Após as diligências preliminares confirmarem a denúncia anônima, a PF [1] solicitou a quebra de sigilo fiscal das empresas e pessoas apontadas como integrantes do esquema. Os arquivos com as informações bancárias revelaram aproximadamente 163 mil transações financeiras entre as empresas e pessoas investigadas. A soma alcançou a cifra de 1,3 bilhão de reais. Com esses números, ficou evidente para os delegados a necessidade de interceptações telefônicas a fim de descobrir qual era o modus operandi do grupo e quem eram seus clientes finais.
Nesse primeiro momento, estavam na mira dos federais dois núcleos de empresas de fachada intermediadoras do pagamento de propina.
O primeiro deles era comandado pelo ex-conselheiro José Ricardo da Silva. Filho do também ex-conselheiro Eivany Antonio da Silva, investigado no passado em esquemas de fraudes tributárias parecidas com os que são alvos da Zelotes. Silva, diz a PF, “esteve envolvido em associação criminosa com João Batista Grucinki, o ex-conselheiro Edison Pereira Rodrigues, Adriana Oliveira e o conselheiro Paulo Roberto Cortez”. Para os investigadores, as interceptações telefônicas e telemáticas comprovaram que José Ricardo da Silva, quando conselheiro, foi corrompido para atuar em processos da Gerdau que somavam 1,2 bilhão de reais. Embora tenha atuado diretamente em votações, a PF descobriu que Silva, após deixar o Carf [2], passou a utilizar ao menos oito empresas de fachada para receber vultosas quantias de partes integrantes de processos na Receita Federal.

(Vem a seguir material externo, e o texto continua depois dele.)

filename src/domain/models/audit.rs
use serde::{Deserialize, Serialize};
use chrono::{DateTime, Utc};
use sqlx::types::Json;
use sqlx::FromRow;
use uuid::Uuid;
use std::str::FromStr;
use crate::error::AppError;

#[derive(Debug, Clone, Copy, PartialEq, Eq, Serialize, Deserialize)]
#[serde(rename_all = "snake_case")]
pub enum AuditEventType {
    JobsCreatedFromBooking,
    JobsModifiedFromBooking,
    JobsCancelledFromBooking,
    JobStatusUpdated,
}

impl AuditEventType {
    pub fn as_str(&self) -> &'static str {
        match self {
            AuditEventType::JobsCreatedFromBooking => "jobs_created_from_booking",
            AuditEventType::JobsModifiedFromBooking => "jobs_modified_from_booking",
            AuditEventType::JobsCancelledFromBooking => "jobs_cancelled_from_booking",
            AuditEventType::JobStatusUpdated => "job_status_updated",
        }
    }
}

impl FromStr for AuditEventType {
    type Err = AppError;

    fn from_str(s: &str) -> Result<Self, Self::Err> {
        match s {
            "jobs_created_from_booking" => Ok(AuditEventType::JobsCreatedFromBooking),
            "jobs_modified_from_booking" => Ok(AuditEventType::JobsModifiedFromBooking),
            "jobs_cancelled_from_booking" => Ok(AuditEventType::JobsCancelledFromBooking),
            "job_status_updated" => Ok(AuditEventType::JobStatusUpdated),
            other => Err(AppError::Validation(format!("Unknown audit event type: {}", other))),
        }
    }
}

impl TryFrom<String> for AuditEventType {
    type Error = AppError;

    fn try_from(value: String) -> Result<Self, Self::Error> {
        value.parse()
    }
}

#[derive(Debug, Serialize, Deserialize, FromRow, Clone)]
pub struct AuditEvent {
    pub id: String,
    #[sqlx(try_from = "String")]
    pub event_type: AuditEventType,
    /// Booking id for batch events, job id for status updates.
    pub entity_id: String,
    pub actor_id: Option<String>,
    pub payload: Json<serde_json::Value>,
    pub created_at: DateTime<Utc>,
}

impl AuditEvent {
    pub fn new(event_type: AuditEventType, entity_id: &str, actor_id: Option<&str>, payload: serde_json::Value) -> Self {
        Self {
            id: Uuid::new_v4().to_string(),
            event_type,
            entity_id: entity_id.to_string(),
            actor_id: actor_id.map(str::to_string),
            payload: Json(payload),
            created_at: Utc::now(),
        }
    }
}
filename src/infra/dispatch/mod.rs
pub mod http_dispatch_service;
pub mod noop_dispatch_service;
use crate::domain::models::job::Job;
use crate::domain::ports::{DispatchDecision, DispatchService, OfferResult};
use crate::error::AppError;
use async_trait::async_trait;

/// Used when no dispatch service is configured. Jobs stay `pending` until
/// someone picks them up by hand.
pub struct NoopDispatchService;

#[async_trait]
impl DispatchService for NoopDispatchService {
    async fn should_trigger_auto_dispatch(&self, _job: &Job) -> Result<DispatchDecision, AppError> {
        Ok(DispatchDecision {
            should_trigger: false,
            reason: "auto-dispatch disabled".to_string(),
        })
    }

    async fn trigger_offer_creation(&self, job: &Job) -> Result<OfferResult, AppError> {
        Ok(OfferResult {
            success: false,
            offer_id: None,
            error: Some(format!("auto-dispatch disabled, job {} not offered", job.id)),
        })
    }
}
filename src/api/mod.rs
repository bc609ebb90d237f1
pub mod dtos;
pub mod extractors;
pub mod handlers;
pub mod router;
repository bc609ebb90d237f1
use crate::domain::models::{
    job::{Job, JobFilters},
    audit::{AuditEvent, AuditEventType},
};
use crate::error::AppError;
use async_trait::async_trait;
use serde::{Deserialize, Serialize};

#[async_trait]
pub trait JobRepository: Send + Sync {
    async fn create(&self, job: &Job) -> Result<Job, AppError>;
    async fn find_by_id(&self, id: &str) -> Result<Option<Job>, AppError>;
    async fn find_by_booking(&self, booking_id: &str) -> Result<Vec<Job>, AppError>;
    async fn query(&self, filters: &JobFilters) -> Result<Vec<Job>, AppError>;
    /// Compare-and-swap write. Fails with `AppError::Conflict` when the stored
    /// version no longer equals `expected_version`. The returned job carries
    /// the bumped version.
    async fn update(&self, job: &Job, expected_version: i64) -> Result<Job, AppError>;
}

#[async_trait]
pub trait AuditRepository: Send + Sync {
    async fn record(&self, event: &AuditEvent) -> Result<(), AppError>;
    async fn list(&self, event_type: Option<AuditEventType>, entity_id: Option<&str>, limit: i64) -> Result<Vec<AuditEvent>, AppError>;
}

#[derive(Debug, Serialize, Deserialize, Clone, PartialEq)]
pub struct DispatchDecision {
    pub should_trigger: bool,
    pub reason: String,
}

#[derive(Debug, Serialize, Deserialize, Clone, PartialEq)]
pub struct OfferResult {
    pub success: bool,
    pub offer_id: Option<String>,
    pub error: Option<String>,
}

/// Auto-dispatch/offer subsystem. Matching logic lives on the other side.
#[async_trait]
pub trait DispatchService: Send + Sync {
    async fn should_trigger_auto_dispatch(&self, job: &Job) -> Result<DispatchDecision, AppError>;
    async fn trigger_offer_creation(&self, job: &Job) -> Result<OfferResult, AppError>;
}
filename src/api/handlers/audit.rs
use axum::{extract::{State, Query}, response::IntoResponse, Json};
use crate::state::AppState;
use crate::api::extractors::auth::AuthUser;
use crate::api::dtos::requests::AuditQuery;
use crate::error::AppError;
use std::sync::Arc;

const DEFAULT_AUDIT_LIMIT: i64 = 100;
const MAX_AUDIT_LIMIT: i64 = 1000;

pub async fn list_audit_events(
    State(state): State<Arc<AppState>>,
    user: AuthUser,
    Query(query): Query<AuditQuery>,
) -> Result<impl IntoResponse, AppError> {
    user.require_admin()?;

    let limit = query.limit.unwrap_or(DEFAULT_AUDIT_LIMIT).clamp(1, MAX_AUDIT_LIMIT);
    let events = state.audit_repo.list(query.event_type, query.entity_id.as_deref(), limit).await?;
    Ok(Json(events))
}
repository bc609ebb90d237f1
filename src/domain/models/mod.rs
pub mod audit;
pub mod auth;
pub mod booking;
pub mod job;
pub mod staff;
mod common;

use common::{booking, future_checkout, TestApp};
use std::sync::Arc;
use tokio::task::JoinSet;
use turnover_engine::domain::models::job::{JobStatus, JobType};
use turnover_engine::domain::models::staff::{Actor, ActorRole, StaffRole};
use turnover_engine::domain::services::state_machine::TransitionExtra;
use turnover_engine::error::AppError;

#[tokio::test(flavor = "multi_thread", worker_threads = 4)]
async fn test_only_one_worker_wins_a_job() {
    let app = TestApp::new().await;
    app.confirm(&booking("R1", future_checkout())).await;
    let jobs = app.state.job_repo.find_by_booking("R1").await.unwrap();
    let cleaning = jobs.iter().find(|j| j.job_type == JobType::Cleaning).unwrap().clone();

    let engine = app.state.job_engine.clone();
    let job_id = Arc::new(cleaning.id.clone());
    let mut set = JoinSet::new();

    for i in 0..8 {
        let engine = engine.clone();
        let job_id = job_id.clone();
        set.spawn(async move {
            let actor = Actor::new(format!("hk-{}", i), ActorRole::Staff(StaffRole::Housekeeper));
            engine.update_job_status(&job_id, JobStatus::Assigned, &actor, TransitionExtra::default()).await
        });
    }

    let mut winners = Vec::new();
    while let Some(res) = set.join_next().await {
        match res.unwrap() {
            Ok(job) => winners.push(job),
            Err(AppError::Conflict(_)) | Err(AppError::InvalidTransition { .. }) => {}
            Err(e) => panic!("Unexpected error: {:?}", e),
        }
    }

    assert_eq!(winners.len(), 1, "Exactly one assignment must land");
    let stored = app.state.job_repo.find_by_id(&cleaning.id).await.unwrap().unwrap();
    assert_eq!(stored.status, JobStatus::Assigned);
    assert_eq!(stored.assigned_staff_id, winners[0].assigned_staff_id);
    assert_eq!(stored.version, 2);
}

#[tokio::test(flavor = "multi_thread", worker_threads = 4)]
async fn test_cancellation_survives_concurrent_status_write() {
    let app = TestApp::new().await;
    app.confirm(&booking("R2", future_checkout())).await;
    let jobs = app.state.job_repo.find_by_booking("R2").await.unwrap();
    let cleaning = jobs.iter().find(|j| j.job_type == JobType::Cleaning).unwrap().clone();

    let engine = app.state.job_engine.clone();
    let hook = app.state.booking_hook.clone();
    let admin = Actor::new("admin-1", ActorRole::Admin);

    let assign = {
        let engine = engine.clone();
        let admin = admin.clone();
        let id = cleaning.id.clone();
        tokio::spawn(async move {
            engine.update_job_status(&id, JobStatus::Assigned, &admin, TransitionExtra {
                assigned_staff_id: Some("hk-1".into()),
                ..Default::default()
            }).await
        })
    };
    let cancel = tokio::spawn(async move { hook.on_booking_cancelled("R2", None, &admin).await });

    let _ = assign.await.unwrap();
    let outcome = cancel.await.unwrap().expect("Cancellation must not fail on a version race");
    assert_eq!(outcome.cancelled_job_ids.len(), 2);

    for job in app.state.job_repo.find_by_booking("R2").await.unwrap() {
        assert_eq!(job.status, JobStatus::Cancelled);
        assert!(job.assigned_staff_id.is_none());
    }
}

#[tokio::test]
async fn test_postgres_version_race() {
    use sqlx::postgres::{PgConnectOptions, PgPoolOptions};
    use sqlx::ConnectOptions;
    use std::str::FromStr;
    use turnover_engine::domain::models::job::{Job, JobPriority, NewJobParams};
    use turnover_engine::domain::ports::JobRepository;
    use turnover_engine::infra::repositories::postgres_job_repo::PostgresJobRepo;

    let db_url = match std::env::var("DATABASE_URL") {
        Ok(url) if url.starts_with("postgres") => url,
        _ => {
            println!("Skipping Postgres race test (DATABASE_URL not targeting Postgres)");
            return;
        }
    };

    let opts = PgConnectOptions::from_str(&db_url)
        .unwrap()
        .log_statements(tracing::log::LevelFilter::Debug);
    let pool = PgPoolOptions::new()
        .max_connections(20)
        .connect_with(opts)
        .await
        .expect("Failed to connect to DB");
    sqlx::migrate!("./migrations/postgres").run(&pool).await.unwrap();

    let repo = Arc::new(PostgresJobRepo::new(pool.clone()));
    let checkout = future_checkout();
    let job = Job::new(NewJobParams {
        booking_id: format!("PG-{}", uuid::Uuid::new_v4()),
        property_id: "prop-1".into(),
        job_type: JobType::Cleaning,
        required_role: StaffRole::Housekeeper,
        scheduled_start: checkout + chrono::Duration::minutes(15),
        scheduled_end: checkout + chrono::Duration::minutes(135),
        priority: JobPriority::Low,
        estimated_duration_min: 120,
        guest_name: "Ana".into(),
        property_name: "Villa Sol".into(),
        check_in_date: checkout - chrono::Duration::days(4),
        check_out_date: checkout,
        requirements: vec!["Clean".into()],
        special_instructions: None,
    }, chrono::Utc::now());
    let job = repo.create(&job).await.unwrap();

    let mut set = JoinSet::new();
    for i in 0..20 {
        let repo = repo.clone();
        let mut next = job.clone();
        next.assigned_staff_id = Some(format!("hk-{}", i));
        next.status = JobStatus::Assigned;
        set.spawn(async move { repo.update(&next, 1).await });
    }

    let mut wins = 0;
    while let Some(res) = set.join_next().await {
        match res.unwrap() {
            Ok(saved) => {
                wins += 1;
                assert_eq!(saved.version, 2);
            }
            Err(AppError::Conflict(_)) => {}
            Err(e) => panic!("Unexpected error: {:?}", e),
        }
    }
    assert_eq!(wins, 1);

    sqlx::query("DELETE FROM jobs WHERE id = $1").bind(&job.id).execute(&pool).await.unwrap();
}
use crate::domain::models::job::{Job, JobPriority, JobType};
use crate::domain::models::staff::StaffRole;
use crate::domain::ports::{DispatchDecision, DispatchService, OfferResult};
use crate::error::AppError;
use async_trait::async_trait;
use chrono::{DateTime, Utc};
use reqwest::Client;
use serde::{de::DeserializeOwned, Serialize};
use std::time::Duration;
use tracing::error;

/// Talks to the external offer/dispatch service over HTTP.
pub struct HttpDispatchService {
    client: Client,
    base_url: String,
    api_token: String,
}

impl HttpDispatchService {
    pub fn new(base_url: String, api_token: String) -> Self {
        let client = Client::builder()
            .timeout(Duration::from_secs(10))
            .build()
            .unwrap_or_else(|_| Client::new());
        Self {
            client,
            base_url: base_url.trim_end_matches('/').to_string(),
            api_token,
        }
    }

    async fn post<T: DeserializeOwned>(&self, path: &str, payload: &JobPayload<'_>) -> Result<T, AppError> {
        let url = format!("{}{}", self.base_url, path);
        let res = self.client.post(&url)
            .header("Authorization", format!("Bearer {}", self.api_token))
            .json(payload)
            .send()
            .await
            .map_err(|e| {
                let msg = format!("Dispatch service connection error: {}", e);
                error!("{}", msg);
                AppError::Dispatch(msg)
            })?;

        if !res.status().is_success() {
            let status = res.status();
            let text = res.text().await.unwrap_or_default();
            let msg = format!("Dispatch service failed. Status: {}, Body: {}", status, text);
            error!("{}", msg);
            return Err(AppError::Dispatch(msg));
        }

        res.json::<T>().await.map_err(|e| {
            let msg = format!("Dispatch service returned an unreadable body: {}", e);
            error!("{}", msg);
            AppError::Dispatch(msg)
        })
    }
}

#[derive(Serialize)]
struct JobPayload<'a> {
    job_id: &'a str,
    booking_id: &'a str,
    property_id: &'a str,
    job_type: JobType,
    required_role: StaffRole,
    priority: JobPriority,
    scheduled_start: DateTime<Utc>,
    scheduled_end: DateTime<Utc>,
    estimated_duration_min: i32,
}

impl<'a> From<&'a Job> for JobPayload<'a> {
    fn from(job: &'a Job) -> Self {
        Self {
            job_id: &job.id,
            booking_id: &job.booking_id,
            property_id: &job.property_id,
            job_type: job.job_type,
            required_role: job.required_role,
            priority: job.priority,
            scheduled_start: job.scheduled_start,
            scheduled_end: job.scheduled_end,
            estimated_duration_min: job.estimated_duration_min,
        }
    }
}

#[async_trait]
impl DispatchService for HttpDispatchService {
    async fn should_trigger_auto_dispatch(&self, job: &Job) -> Result<DispatchDecision, AppError> {
        self.post("/api/v1/dispatch/should-trigger", &JobPayload::from(job)).await
    }

    async fn trigger_offer_creation(&self, job: &Job) -> Result<OfferResult, AppError> {
        self.post("/api/v1/offers", &JobPayload::from(job)).await
    }
}
pub mod dispatch;
pub mod factory;
pub mod repositories;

Por conta da extensa quantidade de informações colhidas com a quebra do sigilo das empresas de Silva, a PF conseguiu apenas mapear e analisar as transações da SGR Consultoria Empresarial. Entre 2005 e 2013, a empresa movimentou cerca de 115 milhões de reais. Ao mapear as 909 transações financeiras, a PF descobriu que a origem dos valores eram de empresas com processos pendentes no Carf. Com 11,9 milhões em depósitos, a RBS lidera o ranking de empresas que mais depositaram nas contas da SGR.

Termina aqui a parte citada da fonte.